A. J. Jacobs1, E. Lindholm2, C. Fein Levy3, J. D. Fish3, R. D. Glick2 1Hofstra Northwell School Of Medicine,Hempstead, NY, USA 2Cohen Children’s Medical Center,Pediatric Surgery,New Hyde Park, NY, USA 3Cohen Children’s Medical Center,Pediatric Hematology/Oncology,New Hyde Park, NY, USA
Introduction:
Childhood sarcomas are rare diseases, and the interdisciplinary care these patients require is specialized and expensive. Vast improvements have been made in the diagnosis and treatment of these malignancies over the last decades. The goal of this study was to determine treatment trends over time and to determine if racial or ethnic disparities exist for pediatric sarcoma patients in the United States.
Methods:
The United States’ National Cancer Institute’s Surveillance, Epidemiology, and End Results database (SEER) was used to identify patients aged 0-21 diagnosed with primary sarcomas from 1973-2012. Patients were considered by race and ethnicity.

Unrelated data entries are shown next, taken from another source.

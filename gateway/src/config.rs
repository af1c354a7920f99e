//! Gateway configuration.

use std::path::{Path, PathBuf};
use std::time::Duration;

use fxql_common::{constants, DurationExt};
use fxql_statement::{RuleSetError, ValidationRuleSet};
use rust_decimal::Decimal;
use serde::Deserialize;
use thiserror::Error;
use tracing::{info, warn};

/// Default location of the validation rules document.
pub const DEFAULT_RULES_PATH: &str = "config/validation-rules.yaml";

/// Default remote counter address.
pub const DEFAULT_REDIS_URL: &str = "redis://localhost:6379";

/// Configuration errors.
#[derive(Debug, Error)]
pub enum ConfigError {
    /// Rules file could not be read.
    #[error("Failed to read rules file {path}: {source}")]
    Io {
        path: PathBuf,
        #[source]
        source: std::io::Error,
    },

    /// Rules file is not valid YAML for the expected shape.
    #[error("Failed to parse rules file: {0}")]
    Yaml(#[from] serde_yaml::Error),

    /// Rules are internally inconsistent.
    #[error("Invalid validation rules: {0}")]
    Rules(#[from] RuleSetError),

    /// Some other setting is unusable.
    #[error("Invalid configuration: {0}")]
    Invalid(String),
}

/// One named admission limiter.
#[derive(Debug, Clone, PartialEq, Eq)]
pub struct LimiterConfig {
    /// Name used in counter keys and rejections.
    pub name: String,
    /// Window the ceiling applies to.
    pub window: Duration,
    /// Requests admitted per window.
    pub limit: u64,
}

impl LimiterConfig {
    /// Create a limiter configuration.
    pub fn new(name: impl Into<String>, window: Duration, limit: u64) -> Self {
        Self {
            name: name.into(),
            window,
            limit,
        }
    }
}

/// Admission limits applied per caller.
#[derive(Debug, Clone, PartialEq, Eq)]
pub struct RateLimitConfig {
    /// Longer window, higher ceiling. Checked first.
    pub sustained: LimiterConfig,
    /// One-second window, low ceiling.
    pub burst: LimiterConfig,
}

impl Default for RateLimitConfig {
    fn default() -> Self {
        Self {
            sustained: LimiterConfig::new("sustained", constants::sustained_window().as_std(), 10),
            burst: LimiterConfig::new("burst", constants::burst_window().as_std(), 5),
        }
    }
}

/// Remote rate counter settings.
#[derive(Debug, Clone, PartialEq, Eq)]
pub struct RemoteCounterConfig {
    /// Use the remote store at all.
    pub enabled: bool,
    /// Connection URL.
    pub url: String,
    /// Prefix for every counter key.
    pub key_prefix: String,
    /// Deadline for a single remote call.
    pub attempt_timeout: Duration,
    /// Retries after the first failed attempt.
    pub max_retries: u32,
    /// Backoff added per retry.
    pub backoff_step: Duration,
    /// Upper bound on a single backoff.
    pub backoff_cap: Duration,
    /// How often to ping the remote while in fallback.
    pub probe_interval: Duration,
    /// Deadline for a reconnection probe.
    pub probe_timeout: Duration,
}

impl Default for RemoteCounterConfig {
    fn default() -> Self {
        Self {
            enabled: false,
            url: DEFAULT_REDIS_URL.to_string(),
            key_prefix: "throttle".to_string(),
            attempt_timeout: Duration::from_millis(100),
            max_retries: 2,
            backoff_step: Duration::from_millis(25),
            backoff_cap: Duration::from_millis(100),
            probe_interval: constants::remote_probe_interval().as_std(),
            probe_timeout: Duration::from_secs(1),
        }
    }
}

impl RemoteCounterConfig {
    /// Worst-case time spent on the remote before falling back.
    pub fn worst_case_delay(&self) -> Duration {
        let attempts = self.max_retries + 1;
        let backoff: Duration = (1..=self.max_retries)
            .map(|n| (self.backoff_step * n).min(self.backoff_cap))
            .sum();
        self.attempt_timeout * attempts + backoff
    }
}

/// Idempotency cache settings.
#[derive(Debug, Clone, PartialEq, Eq)]
pub struct IdempotencyConfig {
    /// How long a cached response stays replayable.
    pub retention: Duration,
    /// Interval between expired-record sweeps.
    pub cleanup_interval: Duration,
    /// Refuse a reused key carrying a different request body.
    pub enforce_request_hash: bool,
}

impl Default for IdempotencyConfig {
    fn default() -> Self {
        Self {
            retention: constants::idempotency_retention().as_std(),
            cleanup_interval: constants::idempotency_cleanup_interval().as_std(),
            enforce_request_hash: true,
        }
    }
}

/// Main gateway configuration.
#[derive(Debug, Clone)]
pub struct GatewayConfig {
    /// Where the rules were loaded from.
    pub rules_path: PathBuf,
    /// Validation rules.
    pub rules: ValidationRuleSet,
    /// Admission limits.
    pub rate_limits: RateLimitConfig,
    /// Remote counter settings.
    pub remote_counter: RemoteCounterConfig,
    /// Interval between local counter sweeps.
    pub counter_sweep_interval: Duration,
    /// Idempotency settings.
    pub idempotency: IdempotencyConfig,
    /// Accepted API keys. Empty disables the check.
    pub api_keys: Vec<String>,
    /// Log level.
    pub log_level: String,
}

impl Default for GatewayConfig {
    fn default() -> Self {
        Self {
            rules_path: PathBuf::from(DEFAULT_RULES_PATH),
            rules: ValidationRuleSet::default(),
            rate_limits: RateLimitConfig::default(),
            remote_counter: RemoteCounterConfig::default(),
            counter_sweep_interval: constants::local_counter_sweep_interval().as_std(),
            idempotency: IdempotencyConfig::default(),
            api_keys: Vec::new(),
            log_level: "info".to_string(),
        }
    }
}

impl GatewayConfig {
    /// Load configuration from environment variables and the rules file.
    pub fn from_env() -> Self {
        Self::from_lookup(|name| std::env::var(name).ok())
    }

    /// Load configuration using `lookup` in place of the process environment.
    pub fn from_lookup<F>(lookup: F) -> Self
    where
        F: Fn(&str) -> Option<String>,
    {
        let mut config = Self::default();

        if let Some(path) = lookup("FXQL_RULES_PATH") {
            config.rules_path = PathBuf::from(path);
        }
        config.load_rules();

        if let Some(enabled) = lookup("REDIS_ENABLED") {
            config.remote_counter.enabled = enabled.trim() == "true";
        }

        if let Some(url) = lookup("REDIS_URL") {
            config.remote_counter.url = url;
        }

        if let Some(keys) = lookup("API_KEYS") {
            config.api_keys = keys
                .split(',')
                .map(str::trim)
                .filter(|k| !k.is_empty())
                .map(String::from)
                .collect();
        }

        if let Some(enforce) = lookup("IDEMPOTENCY_ENFORCE_HASH") {
            config.idempotency.enforce_request_hash = enforce.trim() != "false";
        }

        if let Some(level) = lookup("LOG_LEVEL") {
            config.log_level = level;
        }

        config
    }

    /// Replace the rules from `rules_path`, falling back to the conservative
    /// set when the file is missing or unusable.
    pub fn load_rules(&mut self) {
        match RulesDocument::load(&self.rules_path) {
            Ok(document) => {
                info!(
                    path = %self.rules_path.display(),
                    version = %document.version,
                    "Loaded validation rules"
                );
                document.apply(self);
            }
            Err(e) => {
                warn!(
                    path = %self.rules_path.display(),
                    error = %e,
                    "Using conservative validation rules"
                );
                self.rules = ValidationRuleSet::conservative();
            }
        }
    }

    /// Validate configuration.
    pub fn validate(&self) -> Result<(), ConfigError> {
        self.rules.validate()?;

        for limiter in [&self.rate_limits.sustained, &self.rate_limits.burst] {
            if limiter.limit == 0 {
                return Err(ConfigError::Invalid(format!(
                    "Limiter {} must admit at least one request",
                    limiter.name
                )));
            }
            if limiter.window.is_zero() {
                return Err(ConfigError::Invalid(format!(
                    "Limiter {} window cannot be zero",
                    limiter.name
                )));
            }
        }

        if self.rate_limits.sustained.name == self.rate_limits.burst.name {
            return Err(ConfigError::Invalid(
                "Limiter names must be distinct".to_string(),
            ));
        }

        if self.remote_counter.enabled && self.remote_counter.url.is_empty() {
            return Err(ConfigError::Invalid(
                "Remote counter URL cannot be empty".to_string(),
            ));
        }

        if self.idempotency.retention.is_zero() {
            return Err(ConfigError::Invalid(
                "Idempotency retention cannot be zero".to_string(),
            ));
        }

        Ok(())
    }
}

/// On-disk shape of the validation rules document.
#[derive(Debug, Clone, Deserialize)]
pub struct RulesDocument {
    #[serde(default = "default_version")]
    pub version: String,
    pub currencies: CurrencySection,
    pub business_rules: BusinessRules,
    #[serde(default)]
    pub rate_limits: Option<RateLimitSection>,
}

#[derive(Debug, Clone, Deserialize)]
pub struct CurrencySection {
    pub valid_codes: Vec<String>,
}

#[derive(Debug, Clone, Deserialize)]
pub struct BusinessRules {
    pub max_currency_pairs_per_request: usize,
    pub min_price: Decimal,
    pub max_price: Decimal,
    pub min_cap_amount: u64,
    pub max_cap_amount: u64,
}

#[derive(Debug, Clone, Deserialize)]
pub struct RateLimitSection {
    pub default_ttl_seconds: u64,
    pub default_limit: u64,
    #[serde(default)]
    pub burst_limit: Option<u64>,
}

fn default_version() -> String {
    "1.0.0".to_string()
}

impl RulesDocument {
    /// Read and check a rules document.
    pub fn load(path: &Path) -> Result<Self, ConfigError> {
        let text = std::fs::read_to_string(path).map_err(|source| ConfigError::Io {
            path: path.to_path_buf(),
            source,
        })?;
        Self::parse(&text)
    }

    /// Parse and check a rules document.
    pub fn parse(text: &str) -> Result<Self, ConfigError> {
        let document: RulesDocument = serde_yaml::from_str(text)?;
        document.rule_set().validate()?;
        Ok(document)
    }

    /// The rule set this document describes.
    pub fn rule_set(&self) -> ValidationRuleSet {
        let rules = &self.business_rules;
        ValidationRuleSet::default()
            .with_version(self.version.clone())
            .with_currencies(self.currencies.valid_codes.iter().cloned())
            .with_price_bounds(rules.min_price, rules.max_price)
            .with_cap_bounds(rules.min_cap_amount, rules.max_cap_amount)
            .with_max_entries(rules.max_currency_pairs_per_request)
    }

    fn apply(&self, config: &mut GatewayConfig) {
        config.rules = self.rule_set();
        if let Some(limits) = &self.rate_limits {
            let sustained = &mut config.rate_limits.sustained;
            sustained.window = Duration::from_secs(limits.default_ttl_seconds);
            sustained.limit = limits.default_limit;
            if let Some(burst) = limits.burst_limit {
                config.rate_limits.burst.limit = burst;
            }
        }
    }
}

Survival curves were computed using the Kaplan-Meier method and the log-rank test. Cox proportional hazard regression was used for multivariate analysis.
Results:
A total of 11,502 patients with histologically confirmed sarcoma were included in this study. A greater proportion of patients were male (57%), and the majority of patients were between ages of 11 and 17 at time of diagnosis. Of the total population, 6877 (60%) patients had soft tissue tumors, and 4625 (40%) patients had bony tumors. The most common soft tissue tumors were non-rhabdomyosarcoma (66%), and the most common bony tumor was osteosarcoma (58%). The majority of patients presented with localized disease (36.9%), followed closely by regional disease 30.8%, and lastly distant disease (18.9%). When stratified by race, there were significant differences between stage and tumor size at the time of diagnosis between white and non-white patients (Table 1). Among those patients with soft tissue sarcomas, 46% of non-Hispanic White patients received radiation therapy, compared to 40% of non-Hispanic Black patients (p=0.01). There was, however, no significant difference between the proportion of white and non-white patients who underwent surgery (p=0.21). Overall 10–year survival improved during the study period from 52.5% in 1973-1979 to 65.3% in 2000-2012. The 10-year OS was 64.5% for non-Hispanic White patients, 62.3% for Hispanic patients, and 61.8% for non-Hispanic Black patients (p=0.01).
Conclusion:
While an improvement in pediatric sarcoma survival was seen over the past 4 decades, this survival improvement still lags far behind that of hematologic malignancies. Racial and ethnic disparities are seen in the treatment patterns and survival of these rare tumors in the United States. Non-white patients are presenting at a later stage and have overall worse survival than white counterparts.